WHAT YOU SHOULD DO: Where a line of the data below has the string "directional", copy that line.

Stored records:
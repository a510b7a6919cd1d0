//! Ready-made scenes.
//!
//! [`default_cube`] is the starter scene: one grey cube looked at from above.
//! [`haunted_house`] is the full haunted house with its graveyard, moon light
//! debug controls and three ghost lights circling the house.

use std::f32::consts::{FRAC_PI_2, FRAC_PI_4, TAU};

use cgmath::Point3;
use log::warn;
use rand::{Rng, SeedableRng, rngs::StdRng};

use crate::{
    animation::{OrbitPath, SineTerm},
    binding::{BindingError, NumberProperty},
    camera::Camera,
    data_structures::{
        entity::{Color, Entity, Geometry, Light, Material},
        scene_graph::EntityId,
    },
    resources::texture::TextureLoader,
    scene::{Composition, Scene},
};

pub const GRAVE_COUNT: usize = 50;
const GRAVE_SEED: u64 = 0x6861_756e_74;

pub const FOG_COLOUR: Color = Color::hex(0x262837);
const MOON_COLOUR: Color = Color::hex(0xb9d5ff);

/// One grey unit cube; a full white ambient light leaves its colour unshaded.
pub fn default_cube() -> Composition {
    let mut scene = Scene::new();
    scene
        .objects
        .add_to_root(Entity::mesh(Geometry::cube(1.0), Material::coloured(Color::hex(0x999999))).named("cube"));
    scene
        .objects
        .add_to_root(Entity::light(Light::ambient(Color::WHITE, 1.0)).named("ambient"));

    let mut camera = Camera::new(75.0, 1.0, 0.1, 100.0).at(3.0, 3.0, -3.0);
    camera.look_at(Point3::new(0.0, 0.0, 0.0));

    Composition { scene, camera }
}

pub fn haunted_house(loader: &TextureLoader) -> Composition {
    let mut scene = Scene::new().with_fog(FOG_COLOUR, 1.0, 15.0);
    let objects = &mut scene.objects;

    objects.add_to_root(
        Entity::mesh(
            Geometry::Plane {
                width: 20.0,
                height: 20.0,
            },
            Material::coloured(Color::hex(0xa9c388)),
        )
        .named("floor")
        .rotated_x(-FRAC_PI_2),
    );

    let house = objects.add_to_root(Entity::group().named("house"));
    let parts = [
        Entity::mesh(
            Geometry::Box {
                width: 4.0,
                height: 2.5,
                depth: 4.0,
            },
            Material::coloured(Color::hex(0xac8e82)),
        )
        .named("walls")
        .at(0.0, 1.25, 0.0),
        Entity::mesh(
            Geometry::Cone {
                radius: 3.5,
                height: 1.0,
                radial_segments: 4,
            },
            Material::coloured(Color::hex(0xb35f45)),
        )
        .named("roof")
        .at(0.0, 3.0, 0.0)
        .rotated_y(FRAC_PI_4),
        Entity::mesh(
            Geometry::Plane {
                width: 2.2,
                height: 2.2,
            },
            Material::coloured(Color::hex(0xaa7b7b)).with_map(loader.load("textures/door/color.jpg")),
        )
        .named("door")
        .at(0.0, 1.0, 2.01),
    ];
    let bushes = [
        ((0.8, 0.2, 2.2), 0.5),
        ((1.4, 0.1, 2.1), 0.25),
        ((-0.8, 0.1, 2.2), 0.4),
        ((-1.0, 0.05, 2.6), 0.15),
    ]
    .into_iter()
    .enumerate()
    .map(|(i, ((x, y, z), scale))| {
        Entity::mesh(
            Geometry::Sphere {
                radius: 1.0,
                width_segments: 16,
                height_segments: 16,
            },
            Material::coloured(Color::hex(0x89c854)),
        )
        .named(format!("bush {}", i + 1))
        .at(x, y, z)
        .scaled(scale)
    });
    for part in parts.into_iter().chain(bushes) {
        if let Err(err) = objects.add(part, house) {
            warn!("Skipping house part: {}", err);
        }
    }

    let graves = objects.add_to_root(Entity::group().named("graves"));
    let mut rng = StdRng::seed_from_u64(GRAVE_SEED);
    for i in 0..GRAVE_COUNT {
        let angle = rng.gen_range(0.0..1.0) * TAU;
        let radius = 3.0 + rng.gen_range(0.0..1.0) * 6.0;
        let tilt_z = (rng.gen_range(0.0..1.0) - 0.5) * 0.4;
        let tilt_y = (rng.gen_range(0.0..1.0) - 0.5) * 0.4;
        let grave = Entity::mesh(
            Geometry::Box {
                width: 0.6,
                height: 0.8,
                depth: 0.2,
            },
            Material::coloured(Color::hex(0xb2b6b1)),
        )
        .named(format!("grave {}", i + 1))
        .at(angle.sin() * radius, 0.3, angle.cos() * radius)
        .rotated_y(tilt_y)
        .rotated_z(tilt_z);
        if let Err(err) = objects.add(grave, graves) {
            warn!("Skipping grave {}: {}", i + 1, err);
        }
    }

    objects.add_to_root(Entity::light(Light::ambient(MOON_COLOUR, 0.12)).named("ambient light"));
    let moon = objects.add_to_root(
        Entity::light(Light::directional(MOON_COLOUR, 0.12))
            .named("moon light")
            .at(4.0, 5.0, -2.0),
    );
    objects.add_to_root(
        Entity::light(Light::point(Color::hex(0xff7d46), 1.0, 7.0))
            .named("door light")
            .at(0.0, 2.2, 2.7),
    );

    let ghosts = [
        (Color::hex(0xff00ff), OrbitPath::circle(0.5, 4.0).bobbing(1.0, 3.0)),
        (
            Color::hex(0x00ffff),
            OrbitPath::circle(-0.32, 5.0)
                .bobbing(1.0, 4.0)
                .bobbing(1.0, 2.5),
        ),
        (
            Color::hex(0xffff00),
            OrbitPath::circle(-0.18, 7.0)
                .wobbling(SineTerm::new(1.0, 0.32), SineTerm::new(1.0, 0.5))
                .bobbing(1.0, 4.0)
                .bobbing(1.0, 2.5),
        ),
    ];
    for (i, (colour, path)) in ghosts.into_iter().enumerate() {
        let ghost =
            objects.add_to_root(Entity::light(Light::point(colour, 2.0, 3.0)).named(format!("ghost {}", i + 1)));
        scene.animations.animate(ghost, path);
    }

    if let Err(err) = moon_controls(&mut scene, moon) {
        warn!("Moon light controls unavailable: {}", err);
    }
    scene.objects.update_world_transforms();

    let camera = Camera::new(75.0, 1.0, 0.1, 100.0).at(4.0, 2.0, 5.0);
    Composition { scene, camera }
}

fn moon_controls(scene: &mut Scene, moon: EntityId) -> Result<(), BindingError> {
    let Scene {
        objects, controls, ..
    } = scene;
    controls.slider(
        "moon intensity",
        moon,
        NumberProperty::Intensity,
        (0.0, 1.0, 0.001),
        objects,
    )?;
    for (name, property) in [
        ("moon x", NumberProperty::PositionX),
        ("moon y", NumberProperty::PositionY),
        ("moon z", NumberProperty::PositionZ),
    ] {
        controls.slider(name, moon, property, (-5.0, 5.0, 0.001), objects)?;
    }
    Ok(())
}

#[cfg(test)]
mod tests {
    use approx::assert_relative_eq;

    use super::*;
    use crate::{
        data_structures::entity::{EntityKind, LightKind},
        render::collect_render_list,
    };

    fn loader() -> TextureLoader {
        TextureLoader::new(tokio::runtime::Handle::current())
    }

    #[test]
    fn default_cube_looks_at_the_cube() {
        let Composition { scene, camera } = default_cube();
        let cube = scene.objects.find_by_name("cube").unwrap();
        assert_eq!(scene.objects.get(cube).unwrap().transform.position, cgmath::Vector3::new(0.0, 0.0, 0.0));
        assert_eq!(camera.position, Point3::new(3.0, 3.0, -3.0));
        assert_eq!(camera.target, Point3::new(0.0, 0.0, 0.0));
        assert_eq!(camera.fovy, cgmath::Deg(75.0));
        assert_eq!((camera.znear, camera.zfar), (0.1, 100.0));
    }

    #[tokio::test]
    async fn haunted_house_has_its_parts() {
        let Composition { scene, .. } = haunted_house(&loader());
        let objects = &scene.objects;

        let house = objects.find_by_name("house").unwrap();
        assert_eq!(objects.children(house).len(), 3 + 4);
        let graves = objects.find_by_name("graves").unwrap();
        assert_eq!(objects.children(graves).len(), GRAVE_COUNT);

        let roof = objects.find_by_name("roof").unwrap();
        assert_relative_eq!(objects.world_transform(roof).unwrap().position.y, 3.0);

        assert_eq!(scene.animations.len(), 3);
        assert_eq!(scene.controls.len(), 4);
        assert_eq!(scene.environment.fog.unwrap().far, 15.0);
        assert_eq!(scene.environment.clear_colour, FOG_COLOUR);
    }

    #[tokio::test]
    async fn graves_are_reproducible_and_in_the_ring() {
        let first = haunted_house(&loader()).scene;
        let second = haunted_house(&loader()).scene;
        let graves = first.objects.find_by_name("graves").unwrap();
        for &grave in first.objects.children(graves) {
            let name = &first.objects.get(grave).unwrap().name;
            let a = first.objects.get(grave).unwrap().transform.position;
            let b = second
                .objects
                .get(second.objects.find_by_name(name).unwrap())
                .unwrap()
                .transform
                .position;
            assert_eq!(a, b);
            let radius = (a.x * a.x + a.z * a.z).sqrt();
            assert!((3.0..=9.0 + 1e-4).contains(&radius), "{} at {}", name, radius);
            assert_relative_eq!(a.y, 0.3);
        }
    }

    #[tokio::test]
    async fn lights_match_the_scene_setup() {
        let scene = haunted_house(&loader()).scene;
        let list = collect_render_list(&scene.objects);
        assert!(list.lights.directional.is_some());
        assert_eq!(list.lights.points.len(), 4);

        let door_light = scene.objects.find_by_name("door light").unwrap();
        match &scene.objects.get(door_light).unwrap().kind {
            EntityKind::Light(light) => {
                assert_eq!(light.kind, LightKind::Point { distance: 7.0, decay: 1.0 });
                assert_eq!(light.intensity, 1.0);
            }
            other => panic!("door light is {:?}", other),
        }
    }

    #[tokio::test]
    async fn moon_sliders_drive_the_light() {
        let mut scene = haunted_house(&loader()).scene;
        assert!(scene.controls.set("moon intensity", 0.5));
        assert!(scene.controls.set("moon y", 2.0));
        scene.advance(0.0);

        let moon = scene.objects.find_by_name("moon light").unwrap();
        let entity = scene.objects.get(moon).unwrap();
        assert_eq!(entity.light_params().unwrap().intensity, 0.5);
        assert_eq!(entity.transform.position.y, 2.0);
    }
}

OUTPUT BELOW:
        Entity::light(Light::directional(MOON_COLOUR, 0.12))
        assert!(list.lights.directional.is_some());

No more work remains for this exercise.